Marvels of motherhood
It’s said that the moment a child is born, so is a mum. We caught up with a new mum and our 1000th milk donor, Katarina, whose experience takes selfless maternal love to a whole new level.
"It’s like your world turns upside down, but I just love being a mum. It’s challenging but on the other hand, very rewarding."
After giving birth to a beautiful daughter, Katarina felt there was a need to store her milk for a rainy day. As it started to build up in her freezer, she started to question, “I wonder if there’s somewhere I can donate all this extra milk?”
An online search led her to the Lifeblood milk page, where she was directed to phone a staff member. A quick eligibility questionnaire over the phone ensured she was able to donate, and we arranged to collect her frozen milk from the comfort of her own home.
On arrival, the staff member took a blood sample, and transported the milk safely using a refrigerated box. Katarina was grateful for this, as she said, “With the current environment, we don’t really go to any public places, to protect myself and the baby. The home collection process made it super convenient for me.”
A fulfilling feeling
After her donation, and as a first-time mum, Katarina was overjoyed at the ability to help babies in need.

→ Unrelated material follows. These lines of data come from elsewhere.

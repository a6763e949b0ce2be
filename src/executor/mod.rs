//! Benchmark execution engine
//!
//! The initiator drives the timed loop and owns the ledger; the responder
//! mirrors it on the other end of a [`Transport`]. Stopping rules live in
//! [`stop`].

pub mod initiator;
pub mod responder;
pub mod stop;

pub use initiator::{Initiator, InitiatorReport, InitiatorState};
pub use responder::{Responder, ResponderState, ResponderSummary};
pub use stop::StopCondition;

use crate::clock::{Clock, Nanos};
use crate::error::Result;
use crate::ledger::Ledger;
use crate::logging::RunLogger;
use crate::models::RunConfig;
use crate::transport::{LocalTransport, Transport};

/// Result of a completed run on the initiator side
#[derive(Debug)]
pub struct RunOutcome {
    pub ledger: Ledger,
    /// Samples in the ledger, skipped ones included
    pub recorded: u64,
    pub elapsed: Nanos,
    /// Present when the responder ran in this process
    pub responder: Option<ResponderSummary>,
}

impl RunOutcome {
    fn from_report(report: InitiatorReport, responder: Option<ResponderSummary>) -> Self {
        Self {
            recorded: report.ledger.len(),
            ledger: report.ledger,
            elapsed: report.elapsed,
            responder,
        }
    }
}

/// Run both roles in this process over an in-memory transport pair
pub async fn run_local<C>(run: RunConfig, clock: C, logger: Option<RunLogger>) -> Result<RunOutcome>
where
    C: Clock + 'static,
{
    let (initiator_end, responder_end) = LocalTransport::pair();

    let mut responder = Responder::new(responder_end);
    let mut initiator = Initiator::new(initiator_end, clock, run);
    if let Some(logger) = logger {
        responder = responder.with_logger(logger.clone());
        initiator = initiator.with_logger(logger);
    }

    let responder = tokio::spawn(responder.run());
    // Dropping the initiator endpoint on failure unblocks the responder
    let report = initiator.run().await;
    let summary = responder.await?;

    let report = report?;
    Ok(RunOutcome::from_report(report, Some(summary?)))
}

/// Run the initiator role against a remote responder
pub async fn run_initiator<T, C>(transport: T, run: RunConfig, clock: C, logger: Option<RunLogger>) -> Result<RunOutcome>
where
    T: Transport,
    C: Clock,
{
    let mut initiator = Initiator::new(transport, clock, run);
    if let Some(logger) = logger {
        initiator = initiator.with_logger(logger);
    }
    let report = initiator.run().await?;
    Ok(RunOutcome::from_report(report, None))
}

/// Run the responder role until the initiator sends STOP
pub async fn run_responder<T: Transport>(transport: T, logger: Option<RunLogger>) -> Result<ResponderSummary> {
    let mut responder = Responder::new(transport);
    if let Some(logger) = logger {
        responder = responder.with_logger(logger);
    }
    responder.run().await
}
//! Message channel between the two endpoints
//!
//! The engine only talks to the [`Transport`] trait, which mirrors the four
//! primitives of a message-passing runtime with rank and tag addressing:
//! buffered send, rendezvous send, fire-and-forget send and blocking receive.

pub mod local;
pub mod tcp;

pub use local::LocalTransport;
pub use tcp::{TcpTransport, MAX_FRAME_SIZE};

use crate::error::{AppError, Result};
use crate::types::{Rank, Tag};
use async_trait::async_trait;

/// Identifies a fire-and-forget send. Completion is never awaited.
#[derive(Debug, Clone, Copy, PartialEq, Eq)]
pub struct SendHandle {
    pub sequence: u64,
}

#[async_trait]
pub trait Transport: Send {
    /// Rank of this endpoint
    fn rank(&self) -> Rank;

    /// Rank of the only other endpoint
    fn peer(&self) -> Rank;

    /// Send `payload`; returns once it is buffered locally
    async fn send(&mut self, dest: Rank, tag: Tag, payload: &[u8]) -> Result<()>;

    /// Send `payload`; returns only after the matching receive has started
    async fn sync_send(&mut self, dest: Rank, tag: Tag, payload: &[u8]) -> Result<()>;

    /// Send `payload` without waiting for anything
    async fn async_send(&mut self, dest: Rank, tag: Tag, payload: &[u8]) -> Result<SendHandle>;

    /// Block until a message from `src` with `tag` arrives and move it into `buf`.
    /// Messages with a different source or tag stay queued for later receives.
    async fn recv(&mut self, src: Rank, tag: Tag, buf: &mut Vec<u8>) -> Result<()>;
}

/// Reject addressing anyone but the peer
pub(crate) fn ensure_peer(peer: Rank, requested: Rank) -> Result<()> {
    if requested == peer {
        Ok(())
    } else {
        Err(AppError::transport(format!(
            "{} is not reachable, the only peer is {}",
            requested, peer
        )))
    }
}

“I was very happy and pleased. Especially after reading stories of how donated milk goes to premature babies, who don’t have a chance to get any of their own mother’s milk. It’s so fulfilling.”
"If I can help even one baby grow with my milk, it’s a great feeling."

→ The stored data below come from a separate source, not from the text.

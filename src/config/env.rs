//! Environment variable handling and .env file management

use crate::error::{AppError, Result};
use crate::types::TimeUnit;
use std::path::Path;

/// Environment variable configuration manager
pub struct EnvManager;

impl EnvManager {
    /// Load .env file if it exists
    pub fn load_env_file(debug: bool) -> Result<()> {
        Self::load_env_file_from(Path::new(".env"), debug)
    }

    /// Load a specific env file if it exists; variables already set win
    pub fn load_env_file_from(path: &Path, debug: bool) -> Result<()> {
        if path.exists() {
            dotenv::from_path(path)
                .map_err(|e| AppError::config(format!("Failed to load {}: {}", path.display(), e)))?;

            if debug {
                eprintln!("Loaded configuration from {}", path.display());
            }
        } else if debug {
            eprintln!("No {} file found, using defaults and CLI arguments", path.display());
        }

        Ok(())
    }

    /// Create example .env file content
    pub fn create_example_env_content() -> String {
        r#"# Ping-pong Latency Benchmark Configuration
#
# Values here are used as defaults and can be overridden by command-line
# arguments.

# Reported iterations (ignored when PINGPONG_DURATION is positive)
# PINGPONG_ITERATIONS=20

# Leading iterations executed but not reported
# PINGPONG_SKIP=0

# Microseconds between sends (0 sends back-to-back)
# PINGPONG_FREQUENCY_US=0

# Run length in seconds, overrides the iteration count when positive
# PINGPONG_DURATION=0

# Output unit: s, ms, us or ns
# PINGPONG_UNITS=us

# Decimal places in the output (defaults to nanosecond resolution of the unit)
# PINGPONG_PRECISION=3

# Payload size in bytes, control byte included
# PINGPONG_MESSAGE_SIZE=4

# Samples per results page
# PINGPONG_PAGE_SIZE=1024

# Listen/connect address for --transport tcp
# PINGPONG_ADDRESS=127.0.0.1:7878

# Enable colored diagnostics (true/false)
# PINGPONG_ENABLE_COLOR=true

# Example: one sample every 100us for 10 seconds, reported in ns
# PINGPONG_FREQUENCY_US=100
# PINGPONG_DURATION=10
# PINGPONG_UNITS=ns
"#
        .to_string()
    }

    /// Save example .env file to disk
    pub fn save_example_env_file(path: &Path) -> Result<()> {
        let content = Self::create_example_env_content();
        std::fs::write(path, content)
            .map_err(|e| AppError::config(format!("Failed to write example .env file: {}", e)))?;

        Ok(())
    }

    /// Validate environment variable format before parsing
    pub fn validate_env_var(key: &str, value: &str) -> Result<()> {
        let value = value.trim();
        match key {
            "PINGPONG_ITERATIONS" | "PINGPONG_SKIP" | "PINGPONG_FREQUENCY_US" => {
                value
                    .parse::<u64>()
                    .map_err(|e| AppError::config(format!("Invalid {} value '{}': {}", key, value, e)))?;
            }
            "PINGPONG_DURATION" => {
                let secs: f64 = value
                    .parse()
                    .map_err(|e| AppError::config(format!("Invalid {} value '{}': {}", key, value, e)))?;
                if !secs.is_finite() || secs < 0.0 {
                    return Err(AppError::config(format!("{} must be a non-negative number, got: {}", key, value)));
                }
            }
            "PINGPONG_UNITS" => {
                value.parse::<TimeUnit>()?;
            }
            "PINGPONG_PRECISION" => {
                let precision: usize = value
                    .parse()
                    .map_err(|e| AppError::config(format!("Invalid {} value '{}': {}", key, value, e)))?;
                if precision > crate::defaults::MAX_PRECISION {
                    return Err(AppError::config(format!(
                        "{} must be at most {}, got: {}",
                        key,
                        crate::defaults::MAX_PRECISION,
                        precision
                    )));
                }
            }
            "PINGPONG_MESSAGE_SIZE" | "PINGPONG_PAGE_SIZE" => {
                let size: usize = value
                    .parse()
                    .map_err(|e| AppError::config(format!("Invalid {} value '{}': {}", key, value, e)))?;
                if size == 0 {
                    return Err(AppError::config(format!("{} must be greater than 0", key)));
                }
            }
            "PINGPONG_ADDRESS" => {
                if value.is_empty() {
                    return Err(AppError::config("PINGPONG_ADDRESS cannot be empty"));
                }
            }
            "PINGPONG_ENABLE_COLOR" => {
                value
                    .parse::<bool>()
                    .map_err(|e| AppError::config(format!("Invalid {} value '{}': {}", key, value, e)))?;
            }
            _ => {
                // Unknown environment variable, ignore
            }
        }

        Ok(())
    }

    /// Get list of all supported environment variables with descriptions
    pub fn get_supported_env_vars() -> Vec<(&'static str, &'static str, &'static str)> {
        vec![
            ("PINGPONG_ITERATIONS", "Reported iterations", "20"),
            ("PINGPONG_SKIP", "Unreported warm-up iterations", "5"),
            ("PINGPONG_FREQUENCY_US", "Microseconds between sends (0 = unthrottled)", "100"),
            ("PINGPONG_DURATION", "Run length in seconds (overrides iterations)", "2.5"),
            ("PINGPONG_UNITS", "Output unit (s, ms, us, ns)", "us"),
            ("PINGPONG_PRECISION", "Decimal places in the output", "3"),
            ("PINGPONG_MESSAGE_SIZE", "Payload size in bytes", "64"),
            ("PINGPONG_PAGE_SIZE", "Samples per results page", "1024"),
            ("PINGPONG_ADDRESS", "TCP listen/connect address", "127.0.0.1:7878"),
            ("PINGPONG_ENABLE_COLOR", "Enable colored diagnostics", "true"),
        ]
    }

    /// Display environment variable help
    pub fn display_env_help() -> String {
        let mut help = String::new();
        help.push_str("Supported Environment Variables:\n\n");

        for (var, description, example) in Self::get_supported_env_vars() {
            help.push_str(&format!("  {:<22} {}\n", var, description));
            help.push_str(&format!("  {:<22} Example: {}\n\n", "", example));
        }

        help.push_str("Configuration Priority (highest to lowest):\n");
        help.push_str("  1. Command-line arguments\n");
        help.push_str("  2. Environment variables\n");
        help.push_str("  3. .env file values\n");
        help.push_str("  4. Default values\n");

        help
    }

    /// Validate all currently set environment variables
    pub fn validate_current_env() -> Vec<String> {
        let mut warnings = Vec::new();

        for (var_name, _, _) in Self::get_supported_env_vars() {
            if let Ok(value) = std::env::var(var_name) {
                if let Err(e) = Self::validate_env_var(var_name, &value) {
                    warnings.push(format!("Warning: {}", e));
                }
            }
        }

        warnings
    }
}

#[cfg(test)]
mod tests {
    use super::*;
    use tempfile::{NamedTempFile, TempDir};

    #[test]
    fn test_example_content_lists_every_variable() {
        let content = EnvManager::create_example_env_content();
        for (name, _, _) in EnvManager::get_supported_env_vars() {
            assert!(content.contains(&format!("{}=", name)), "missing {}", name);
        }
    }

    #[test]
    fn test_save_example_file() {
        let temp_file = NamedTempFile::new().unwrap();
        EnvManager::save_example_env_file(temp_file.path()).unwrap();

        let content = std::fs::read_to_string(temp_file.path()).unwrap();
        assert!(content.contains("Ping-pong Latency Benchmark Configuration"));
    }

    #[test]
    fn test_validate_env_var() {
        assert!(EnvManager::validate_env_var("PINGPONG_ITERATIONS", "20").is_ok());
        assert!(EnvManager::validate_env_var("PINGPONG_DURATION", "0.25").is_ok());
        assert!(EnvManager::validate_env_var("PINGPONG_UNITS", "ms").is_ok());
        assert!(EnvManager::validate_env_var("PINGPONG_PRECISION", "9").is_ok());
        assert!(EnvManager::validate_env_var("PINGPONG_MESSAGE_SIZE", "1").is_ok());
        assert!(EnvManager::validate_env_var("PINGPONG_ENABLE_COLOR", "false").is_ok());
        assert!(EnvManager::validate_env_var("SOMETHING_ELSE", "whatever").is_ok());

        assert!(EnvManager::validate_env_var("PINGPONG_ITERATIONS", "-1").is_err());
        assert!(EnvManager::validate_env_var("PINGPONG_DURATION", "-2").is_err());
        assert!(EnvManager::validate_env_var("PINGPONG_UNITS", "minutes").is_err());
        assert!(EnvManager::validate_env_var("PINGPONG_PRECISION", "99").is_err());
        assert!(EnvManager::validate_env_var("PINGPONG_PAGE_SIZE", "0").is_err());
        assert!(EnvManager::validate_env_var("PINGPONG_ADDRESS", " ").is_err());
        assert!(EnvManager::validate_env_var("PINGPONG_ENABLE_COLOR", "maybe").is_err());
    }

    #[test]
    fn test_display_env_help() {
        let help = EnvManager::display_env_help();
        assert!(help.contains("Supported Environment Variables:"));
        assert!(help.contains("PINGPONG_FREQUENCY_US"));
        assert!(help.contains("Configuration Priority"));
    }

    #[test]
    fn test_missing_env_file_is_not_an_error() {
        let dir = TempDir::new().unwrap();
        let missing = dir.path().join(".env");
        assert!(EnvManager::load_env_file_from(&missing, false).is_ok());
    }

    #[test]
    fn test_env_file_is_loaded() {
        let _guard = crate::config::ENV_LOCK.lock().unwrap_or_else(|e| e.into_inner());
        let dir = TempDir::new().unwrap();
        let path = dir.path().join(".env");
        std::fs::write(&path, "PINGPONG_TEST_ONLY_MARKER=loaded\n").unwrap();

        std::env::remove_var("PINGPONG_TEST_ONLY_MARKER");
        EnvManager::load_env_file_from(&path, false).unwrap();
        assert_eq!(std::env::var("PINGPONG_TEST_ONLY_MARKER").unwrap(), "loaded");
        std::env::remove_var("PINGPONG_TEST_ONLY_MARKER");
    }
}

Our vision at Lifeblood is to see all premature babies in Australia have access to the best possible nutrition when they’re at their most vulnerable.
Since opening our first milk facility more than three years ago, we’ve collected more than 10,000 litres, and fed more than 3000 pre-term babies.

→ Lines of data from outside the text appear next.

//! Runtime configuration.
//!
//! `Config` is what the caller controls: verbosity and a couple of mount
//! knobs. The FUSE mount options and the `fuser` log filter are derived
//! from it.

use super::constants::FS_SUBTYPE;
use fuser::MountOption;
use log::LevelFilter;
use std::path::Path;

/// Number of `-v` flags at which the FUSE library's own request tracing is
/// switched on.
pub const SERVICE_DEBUG_VERBOSITY: u8 = 2;

/// Caller-facing configuration shared with the rest of the launcher.
#[derive(Debug, Clone, Default, PartialEq, Eq)]
pub struct Config {
    /// How many "more verbose" steps above the baseline were requested
    pub verbosity: u8,
    /// Let users other than the mounting user access the mount
    pub allow_other: bool,
    /// Source name shown in the mount table; the image path when unset
    pub fs_name: Option<String>,
}

impl Config {
    /// Creates a configuration with the given verbosity and defaults otherwise.
    pub fn with_verbosity(verbosity: u8) -> Self {
        Self {
            verbosity,
            ..Self::default()
        }
    }

    /// Log level for this crate's own diagnostics.
    pub fn log_level(&self) -> LevelFilter {
        match self.verbosity {
            0 => LevelFilter::Info,
            1 => LevelFilter::Debug,
            _ => LevelFilter::Trace,
        }
    }

    /// Whether the FUSE library's request tracing is on.
    pub fn service_debug(&self) -> bool {
        self.verbosity >= SERVICE_DEBUG_VERBOSITY
    }

    /// Log level applied to the `fuser` module.
    pub fn service_log_level(&self) -> LevelFilter {
        if self.service_debug() {
            LevelFilter::Debug
        } else {
            LevelFilter::Warn
        }
    }

    /// Options the image at `image` is mounted with.
    pub fn mount_options(&self, image: &Path) -> Vec<MountOption> {
        let fs_name = self
            .fs_name
            .clone()
            .unwrap_or_else(|| image.display().to_string());
        let mut options = vec![
            MountOption::RO,
            MountOption::FSName(fs_name),
            MountOption::Subtype(FS_SUBTYPE.to_string()),
            MountOption::DefaultPermissions,
        ];
        if self.allow_other {
            options.push(MountOption::AllowOther);
        }
        options
    }
}

#[cfg(test)]
mod tests {
    use super::*;
    use std::path::PathBuf;

    #[test]
    fn test_service_debug_only_at_highest_tier() {
        assert!(!Config::with_verbosity(0).service_debug());
        assert!(!Config::with_verbosity(1).service_debug());
        assert!(Config::with_verbosity(2).service_debug());
        assert!(Config::with_verbosity(5).service_debug());
    }

    #[test]
    fn test_service_log_levels() {
        assert_eq!(Config::with_verbosity(0).service_log_level(), LevelFilter::Warn);
        assert_eq!(Config::with_verbosity(1).service_log_level(), LevelFilter::Warn);
        assert_eq!(Config::with_verbosity(2).service_log_level(), LevelFilter::Debug);
    }

    #[test]
    fn test_log_level_tiers() {
        assert_eq!(Config::with_verbosity(0).log_level(), LevelFilter::Info);
        assert_eq!(Config::with_verbosity(1).log_level(), LevelFilter::Debug);
        assert_eq!(Config::with_verbosity(3).log_level(), LevelFilter::Trace);
    }

    #[test]
    fn test_mount_options() {
        let image = PathBuf::from("/tmp/image.sqfs");
        let options = Config::default().mount_options(&image);
        assert!(options.contains(&MountOption::RO));
        assert!(options.contains(&MountOption::FSName("/tmp/image.sqfs".to_string())));
        assert!(options.contains(&MountOption::Subtype("squashfs".to_string())));
        assert!(!options.contains(&MountOption::AllowOther));

        let config = Config {
            allow_other: true,
            ..Config::default()
        };
        assert!(config.mount_options(&image).contains(&MountOption::AllowOther));
    }

    #[test]
    fn test_fs_name_overrides_image_path() {
        let config = Config {
            fs_name: Some("rootfs".to_string()),
            ..Config::default()
        };
        let options = config.mount_options(Path::new("/tmp/image.sqfs"));
        assert!(options.contains(&MountOption::FSName("rootfs".to_string())));
        assert!(!options.contains(&MountOption::FSName("/tmp/image.sqfs".to_string())));
    }
}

We collect milk from mums in Queensland, New South Wales, and South Australia, and distribute it to newborn intensive care units in each of those states, as well as Tasmania.
A mother’s own milk is always best, but some mothers of premature babies can’t supply enough because their bodies just aren’t ready. That’s when donated breast milk is recommended to reduce the risks of some health challenges these babies can face.
Our milk facilities around the country also allow our leading scientists to do innovative research into new ways the bioactive compounds in milk can be used therapeutically. This work is really exciting, and will develop new products to help premature and sick babies thrive.
An estimated 450 milk donors will be needed across Australia every year to meet demand.